Seven years ago early in the morning of June 1, my father's nurse woke me to say, "Your father has passed." I sat vigil alone at the foot of his bed, glancing at his face and then away, because it was hard to look at him. His mouth hung open, perhaps from trying for a last breath that never came.
I finally got a glimpse of who he was as a person, though that person had departed an hour ago. Despite walls plastered with awards, numerous bestsellers, bushels of adoring fan mail and the company of great men, his face was etched with disappointment.
As a boy, my vision of my father was hindered by physical fear. All I saw was a giant, one who would periodically strike me to unleash his rage.
Just as I became a man, my father, William Manchester, rocketed to international fame after the publication of his bestseller "The Death of a President." Now he towered over me in the world. All I saw was how much he had achieved and how little I had in comparison.
Just as my father reached the age I am now, 60, the mask of the famous author slipped and I saw a very different face, that of his shadow.
As the skeletons clattered from our family closet -- my father's secret lifetime of self-destructive habits, his marriage that was something out of a horror movie -- I could only blink in disbelief. How could these two men, these two lives, coexist in a single body?
Was he a writer of tireless discipline, who could work around the clock, who published 18 books, some over a thousand pages long? Or the man powerless in the face of his addictions?
Was he the man who'd met four presidents, who'd fought Bobby and Jackie Kennedy and won? Or the husband who sat alone in his own home because his wife wouldn't let his friends inside, not even his brother?
Was he the Marine who received a Navy Cross for grabbing a machine gun and running up a hill into an enemy position? Or was he the person who cowered before his dentist, who was afraid to fire secretaries, who could barely stand to enter a roomful of strangers?
Eight years before my father died, his heart was within days of giving out on him. I drove him to the hospital for a quadruple bypass, acutely aware that these might be our last moments together. I asked him how he felt -- to offer comfort, to touch his heart just once while I still could. He said, "I'm not afraid. I stared death in the face on Okinawa and said, 'Fuck you!'" We rode the rest of the way in silence.
It's the tough Marine whose picture stares, pipe clenched in his teeth, from the cover of his 1980 memoir of combat, "Goodbye Darkness." After he died I found a series of outtakes from that photo shoot. He mugs for the camera, putting on mask after mask. What stuck with me was the one of him grinning, saturnine, all powerful. But not one of them was really him.

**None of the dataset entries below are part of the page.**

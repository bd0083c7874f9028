//! Full pipeline runs: manifest in, finished library files out.

#![allow(clippy::unwrap_used)]

use std::path::Path;
use std::sync::Arc;

use wiremock::matchers::{method, path};
use wiremock::{Mock, MockServer, ResponseTemplate};

use trackdl_core::batch::BatchOrchestrator;
use trackdl_core::model::{AudioIdentity, Quality, StreamDescriptor};
use trackdl_core::resolver::{ManifestEntry, ManifestResolver, StreamResolver};
use trackdl_core::store::{DownloadStore, MemoryStore};
use trackdl_core::{ControlSignals, DownloadConfig, TrackRequest};

fn entry(track_id: &str, title: &str, url: String) -> ManifestEntry {
    ManifestEntry {
        track_id: track_id.to_owned(),
        identity: AudioIdentity {
            title: title.to_owned(),
            artists: vec!["Integration".to_owned()],
            album: "Pipeline".to_owned(),
            ..Default::default()
        },
        quality: Quality::Lossless,
        stream: StreamDescriptor {
            urls: vec![url],
            is_encrypted: false,
            encryption_token: None,
            declared_extension: "flac".to_owned(),
            predicted_extension: "flac".to_owned(),
            needs_codec_extraction: false,
            quality: Quality::Lossless,
        },
    }
}

fn orchestrator(
    entries: &[ManifestEntry],
    store: Arc<dyn DownloadStore>,
    output_dir: &Path,
) -> BatchOrchestrator {
    use trackdl_core::assemble::StreamAssembler;
    use trackdl_core::download::{HttpClient, SegmentFetcher};

    let signals = ControlSignals::new();
    let fetcher = Arc::new(SegmentFetcher::with_max_attempts(
        HttpClient::new(),
        signals.clone(),
        2,
    ));
    let assembler = Arc::new(StreamAssembler::new(fetcher, 2, None));
    let resolver: Arc<dyn StreamResolver> = Arc::new(ManifestResolver::from_entries(entries));
    let config = DownloadConfig {
        output_dir: output_dir.to_path_buf(),
        track_delay_range: (0.0, 0.0),
        batch_delay_secs: 0,
        resolve_interval_ms: 0,
        ..DownloadConfig::default()
    };
    BatchOrchestrator::new(assembler, resolver, store, signals, Arc::new(config))
}

fn flac_body(fill: u8) -> Vec<u8> {
    let mut body = b"fLaC".to_vec();
    body.resize(8192, fill);
    body
}

#[tokio::test]
async fn manifest_batch_lands_tracks_in_output_directory() {
    let server = MockServer::start().await;
    for (name, fill) in [("one", 0x11u8), ("two", 0x22)] {
        Mock::given(method("GET"))
            .and(path(format!("/{name}.flac")))
            .respond_with(ResponseTemplate::new(200).set_body_bytes(flac_body(fill)))
            .mount(&server)
            .await;
    }

    let out = tempfile::TempDir::new().unwrap();
    let entries = vec![
        entry("t1", "First", format!("{}/one.flac", server.uri())),
        entry("t2", "Second", format!("{}/two.flac", server.uri())),
    ];
    let store = Arc::new(MemoryStore::new());
    let orch = orchestrator(&entries, Arc::clone(&store) as Arc<dyn DownloadStore>, out.path());

    let requests: Vec<TrackRequest> = entries.iter().map(ManifestEntry::request).collect();
    let outcomes = orch.process_batch(&requests).await;

    assert_eq!(outcomes.get("t1"), Some(&true));
    assert_eq!(outcomes.get("t2"), Some(&true));
    assert!(out.path().join("Integration - First.flac").is_file());
    assert!(out.path().join("Integration - Second.flac").is_file());
    assert!(store.is_downloaded("t1").await.unwrap());
    assert!(store.is_downloaded("t2").await.unwrap());
}

#[tokio::test]
async fn second_run_skips_recorded_tracks_without_refetching() {
    let server = MockServer::start().await;
    // The mock only answers once; a second fetch would 404 and fail the run.
    Mock::given(method("GET"))
        .and(path("/once.flac"))
        .respond_with(ResponseTemplate::new(200).set_body_bytes(flac_body(0x33)))
        .up_to_n_times(1)
        .mount(&server)
        .await;

    let out = tempfile::TempDir::new().unwrap();
    let entries = vec![entry("t9", "Once", format!("{}/once.flac", server.uri()))];
    let store: Arc<dyn DownloadStore> = Arc::new(MemoryStore::new());
    let requests: Vec<TrackRequest> = entries.iter().map(ManifestEntry::request).collect();

    let first = orchestrator(&entries, Arc::clone(&store), out.path());
    assert_eq!(first.process_batch(&requests).await.get("t9"), Some(&true));

    let second = orchestrator(&entries, Arc::clone(&store), out.path());
    assert_eq!(second.process_batch(&requests).await.get("t9"), Some(&true));
}

#[tokio::test]
async fn missing_upstream_track_is_reported_failed() {
    let out = tempfile::TempDir::new().unwrap();
    let entries = vec![entry(
        "present",
        "Here",
        "http://127.0.0.1:1/unreachable.flac".to_owned(),
    )];
    let orch = orchestrator(&entries, Arc::new(MemoryStore::new()), out.path());

    // A request whose id is absent from the manifest resolves to unavailable.
    let missing = TrackRequest {
        track_id: "absent".to_owned(),
        identity: AudioIdentity {
            title: "Gone".to_owned(),
            artists: vec!["Nobody".to_owned()],
            ..Default::default()
        },
        quality: Quality::Lossless,
    };
    let outcomes = orch.process_batch(std::slice::from_ref(&missing)).await;
    assert_eq!(outcomes.get("absent"), Some(&false));
}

When the mother of my childhood best friend died, a woman who was dear to my entire family, my father delivered the eulogy. He was overcome by tears and could barely finish speaking. I had never seen my father cry. Maybe this was the real person coming out at last. But in the car after the funeral he said, "I disgraced myself."
He was a frail boy, terrible at sports. His father beat him, demanding, "Don't cry." The jeers of his peers and blows of his father rained down on a person of extraordinary sensitivity. That sensitivity would later prove a valuable asset for him as a writer. But as a youth he could only cover it in thick armor. That armor served him well in literal combat. It also closed him off from feelings of fear and loneliness.

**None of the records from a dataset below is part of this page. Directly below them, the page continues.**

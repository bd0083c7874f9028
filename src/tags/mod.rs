//! Metadata tagging across MP4, FLAC and ID3 containers.
//!
//! The container family is decided from magic bytes rather than the file
//! extension, since extraction and rewrap steps can leave either accurate
//! or merely predicted extensions behind.

use std::io;
use std::path::Path;

use lofty::config::WriteOptions;
use lofty::picture::{MimeType, Picture, PictureType};
use lofty::prelude::*;
use lofty::tag::{ItemKey, Tag, TagType};
use thiserror::Error;
use tracing::{debug, instrument};

use crate::model::AudioIdentity;

/// The three container families the pipeline produces.
#[derive(Debug, Clone, Copy, PartialEq, Eq)]
pub enum ContainerFamily {
    /// MP4/M4A boxes, tagged with an `ilst` atom.
    Mp4,
    /// Native FLAC, tagged with Vorbis comments.
    Flac,
    /// MP3-style streams, tagged with ID3v2.
    Id3,
}

impl ContainerFamily {
    fn tag_type(self) -> TagType {
        match self {
            Self::Mp4 => TagType::Mp4Ilst,
            Self::Flac => TagType::VorbisComments,
            Self::Id3 => TagType::Id3v2,
        }
    }
}

#[derive(Debug, Error)]
pub enum TagError {
    #[error("could not read file header: {0}")]
    Io(#[from] io::Error),

    #[error("tag write failed: {0}")]
    Lofty(#[from] lofty::error::LoftyError),

    #[error("unrecognized container, cannot tag")]
    Unsupported,
}

/// Decides the container family from the leading bytes of a file.
fn sniff_family(header: &[u8]) -> Option<ContainerFamily> {
    if header.len() >= 8 && &header[4..8] == b"ftyp" {
        return Some(ContainerFamily::Mp4);
    }
    if header.starts_with(b"fLaC") {
        return Some(ContainerFamily::Flac);
    }
    if header.starts_with(b"ID3") {
        return Some(ContainerFamily::Id3);
    }
    if header.len() >= 2 && header[0] == 0xFF && header[1] & 0xE0 == 0xE0 {
        return Some(ContainerFamily::Id3);
    }
    None
}

/// Decides the MIME type of cover art from its magic bytes.
fn sniff_image_mime(data: &[u8]) -> MimeType {
    if data.starts_with(&[0xFF, 0xD8, 0xFF]) {
        MimeType::Jpeg
    } else if data.starts_with(&[0x89, 0x50, 0x4E, 0x47]) {
        MimeType::Png
    } else if data.starts_with(b"GIF8") {
        MimeType::Gif
    } else if data.starts_with(&[0x00, 0x00, 0x01, 0x00]) {
        MimeType::Unknown("image/x-icon".to_owned())
    } else if data.len() >= 12 && data.starts_with(b"RIFF") && &data[8..12] == b"WEBP" {
        MimeType::Unknown("image/webp".to_owned())
    } else {
        // Upstream cover endpoints overwhelmingly serve JPEG.
        MimeType::Jpeg
    }
}

/// Writes title, artists, album, dates, ISRC, length, BPM and cover art
/// into `path` using the tag format its container natively carries.
///
/// # Errors
///
/// Returns [`TagError`] when the header cannot be read, the container is
/// not one of the supported families, or the tag write fails.
#[instrument(skip(identity), fields(path = %path.display(), title = %identity.title))]
pub fn write_tags(path: &Path, identity: &AudioIdentity) -> Result<(), TagError> {
    let family = {
        use std::io::Read;
        let mut header = [0u8; 12];
        let mut file = std::fs::File::open(path)?;
        let read = file.read(&mut header)?;
        sniff_family(&header[..read])
    };

    // No magic matched: let lofty take its own guess at the file type.
    let tag_type = match family {
        Some(family) => family.tag_type(),
        None => lofty::probe::Probe::open(path)?
            .guess_file_type()?
            .file_type()
            .ok_or(TagError::Unsupported)?
            .primary_tag_type(),
    };
    debug!(?tag_type, "writing tags");

    let mut tag = Tag::new(tag_type);
    tag.set_title(identity.title.clone());
    tag.set_artist(identity.joined_artists());
    tag.set_album(identity.album.clone());

    if let Some(year) = identity.release_year {
        tag.set_year(year);
    }
    if let Some(date) = &identity.release_date {
        tag.insert_text(ItemKey::RecordingDate, date.clone());
    }
    if !identity.isrc.is_empty() {
        tag.insert_text(ItemKey::Isrc, identity.isrc.clone());
    }
    if identity.duration_secs > 0 {
        tag.insert_text(
            ItemKey::Length,
            (u64::from(identity.duration_secs) * 1000).to_string(),
        );
    }
    if let Some(bpm) = identity.bpm {
        tag.insert_text(ItemKey::Bpm, bpm.to_string());
    }

    if let Some(cover) = &identity.cover {
        let mime = sniff_image_mime(cover);
        tag.push_picture(Picture::new_unchecked(
            PictureType::CoverFront,
            Some(mime),
            None,
            cover.clone(),
        ));
    }

    tag.save_to_path(path, WriteOptions::default())?;
    Ok(())
}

What he felt instead were the extraordinary highs and lows of his fluctuating self-esteem. He'd always suffered mood swings, but fame and chemicals escalated their intensity. He was forever on top of the world or at the bottom of the deepest pit, never in between.
I spoke with one of his few surviving Marine buddies, who offered this simple wisdom, "Your father was just a man. A good man, but just a man."
And there's the real person that neither of us could ever see: just a man.